(What you should do): Those lines of the records that contain "this" are to be located and copied.

(Given data):

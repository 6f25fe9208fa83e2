//! Pin topology graph.
//!
//! Holds every logical port with its ordered lane list and a reverse index
//! from a-side pin to the ports wired through it. The index is derived once
//! per snapshot and never mutated afterwards.

use std::collections::{BTreeMap, BTreeSet, HashMap};

use once_cell::sync::Lazy;
use pmap_types::{PortId, PortScope, PortType};
use regex::Regex;

use crate::chips::{ChipHandle, ChipRegistry, Pin};
use crate::error::{ConfigIssue, MappingError, Result};
use crate::raw::RawPortEntry;

/// Port names of the form `eth<pim>/<module>/<lane>`.
static PORT_NAME_RE: Lazy<Regex> =
    Lazy::new(|| Regex::new(r"^eth(\d+)/(\d+)/(\d+)$").expect("valid port name regex"));

/// One lane of a port: the a-side SerDes pin and its transceiver end.
#[derive(Debug, Clone, Copy, PartialEq, Eq)]
pub struct PinConnection {
    pub a: Pin,
    pub z: Option<Pin>,
}

/// A logical port and its physical wiring.
#[derive(Debug, Clone, PartialEq, Eq)]
pub struct LogicalPort {
    pub id: PortId,
    pub name: String,
    pub controlling_port: PortId,
    pub lanes: Vec<PinConnection>,
    pub port_type: PortType,
    pub scope: PortScope,
    pub attached_core_id: Option<i32>,
    pub attached_core_port_index: Option<i32>,
    pub virtual_device_id: Option<i32>,
}

impl LogicalPort {
    /// Returns true if this port controls its own lane group.
    pub fn is_controlling(&self) -> bool {
        self.controlling_port == self.id
    }

    /// Returns true if `pin` is one of this port's a-side pins.
    pub fn has_a_pin(&self, pin: Pin) -> bool {
        self.lanes.iter().any(|c| c.a == pin)
    }

    /// Returns true if `pin` is one of this port's transceiver-side pins.
    pub fn has_z_pin(&self, pin: Pin) -> bool {
        self.lanes.iter().any(|c| c.z == Some(pin))
    }

    /// Returns the PIM slot encoded in the port name, if any.
    pub fn pim_id(&self) -> Option<u32> {
        parse_pim_id(&self.name)
    }
}

/// Parses the PIM slot from an `eth<pim>/<module>/<lane>` port name.
pub fn parse_pim_id(name: &str) -> Option<u32> {
    PORT_NAME_RE
        .captures(name)
        .and_then(|caps| caps.get(1))
        .and_then(|m| m.as_str().parse().ok())
}

/// Ports, their lanes, and the shared-lane index.
#[derive(Debug, Default)]
pub struct PinTopology {
    ports: BTreeMap<PortId, LogicalPort>,
    by_name: HashMap<String, PortId>,
    lane_index: HashMap<Pin, BTreeSet<PortId>>,
}

impl PinTopology {
    /// Builds the topology from raw port entries.
    ///
    /// Pins naming unregistered chips fail the build. Structural problems
    /// scoped to a port are pushed onto `issues`.
    pub fn build(
        raw: &BTreeMap<PortId, RawPortEntry>,
        chips: &ChipRegistry,
        issues: &mut Vec<ConfigIssue>,
    ) -> Result<Self> {
        let mut topology = PinTopology::default();

        for (key, entry) in raw {
            let mapping = &entry.mapping;
            if *key != mapping.id {
                issues.push(ConfigIssue::port(
                    *key,
                    format!("port key {} does not match mapping id {}", key, mapping.id),
                ));
            }

            let mut lanes = Vec::with_capacity(mapping.pins.len());
            for conn in &mapping.pins {
                let a = chips.intern(&conn.a)?;
                let z = match conn.z.as_ref().and_then(|z| z.end.as_ref()) {
                    Some(end) => Some(chips.intern(end)?),
                    None => None,
                };
                lanes.push(PinConnection { a, z });
            }

            if let Some(existing) = topology.by_name.get(&mapping.name) {
                issues.push(ConfigIssue::port(
                    *key,
                    format!("port name '{}' already used by port {}", mapping.name, existing),
                ));
            } else {
                topology.by_name.insert(mapping.name.clone(), *key);
            }

            for conn in &lanes {
                topology.lane_index.entry(conn.a).or_default().insert(*key);
            }

            topology.ports.insert(
                *key,
                LogicalPort {
                    id: *key,
                    name: mapping.name.clone(),
                    controlling_port: mapping.controlling_port,
                    lanes,
                    port_type: mapping.port_type,
                    scope: mapping.scope,
                    attached_core_id: mapping.attached_core_id,
                    attached_core_port_index: mapping.attached_core_port_index,
                    virtual_device_id: mapping.virtual_device_id,
                },
            );
        }

        topology.check_controlling_ports(issues);
        Ok(topology)
    }

    fn check_controlling_ports(&self, issues: &mut Vec<ConfigIssue>) {
        for port in self.ports.values() {
            if port.is_controlling() {
                continue;
            }
            let Some(controller) = self.ports.get(&port.controlling_port) else {
                issues.push(ConfigIssue::port(
                    port.id,
                    format!("controlling port {} does not exist", port.controlling_port),
                ));
                continue;
            };
            if !port.lanes.iter().any(|c| controller.has_a_pin(c.a)) {
                issues.push(ConfigIssue::port(
                    port.id,
                    format!(
                        "controlling port {} shares no lane with the port",
                        port.controlling_port
                    ),
                ));
            }
        }
    }

    pub fn port(&self, port: PortId) -> Result<&LogicalPort> {
        self.ports
            .get(&port)
            .ok_or(MappingError::UnknownPort { port })
    }

    /// Resolves a port name to its id.
    pub fn port_by_name(&self, name: &str) -> Result<PortId> {
        self.by_name
            .get(name)
            .copied()
            .ok_or_else(|| MappingError::UnknownPortName {
                name: name.to_string(),
            })
    }

    /// Returns the port's lane connections in declaration order.
    pub fn lanes_of(&self, port: PortId) -> Result<&[PinConnection]> {
        self.port(port).map(|p| p.lanes.as_slice())
    }

    /// Returns every port wired through the given a-side pin.
    pub fn ports_sharing_lane(&self, pin: Pin) -> BTreeSet<PortId> {
        self.lane_index.get(&pin).cloned().unwrap_or_default()
    }

    /// Returns every port wired through any of the given a-side pins.
    pub fn ports_sharing_any<'a>(&self, pins: impl IntoIterator<Item = &'a Pin>) -> BTreeSet<PortId> {
        let mut ports = BTreeSet::new();
        for pin in pins {
            if let Some(sharing) = self.lane_index.get(pin) {
                ports.extend(sharing.iter().copied());
            }
        }
        ports
    }

    /// Iterates ports in ascending id order.
    pub fn ports(&self) -> impl Iterator<Item = &LogicalPort> {
        self.ports.values()
    }

    pub fn pim_id(&self, port: PortId) -> Result<Option<u32>> {
        self.port(port).map(LogicalPort::pim_id)
    }

    /// Returns the chip of the port's first a-side pin.
    pub fn iphy_chip(&self, port: PortId) -> Result<Option<ChipHandle>> {
        self.port(port).map(|p| p.lanes.first().map(|c| c.a.chip))
    }

    pub fn len(&self) -> usize {
        self.ports.len()
    }

    pub fn is_empty(&self) -> bool {
        self.ports.is_empty()
    }
}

(Result of the exercise):
    /// Returns true if this port controls its own lane group.
    /// Returns true if `pin` is one of this port's a-side pins.
    /// Returns true if `pin` is one of this port's transceiver-side pins.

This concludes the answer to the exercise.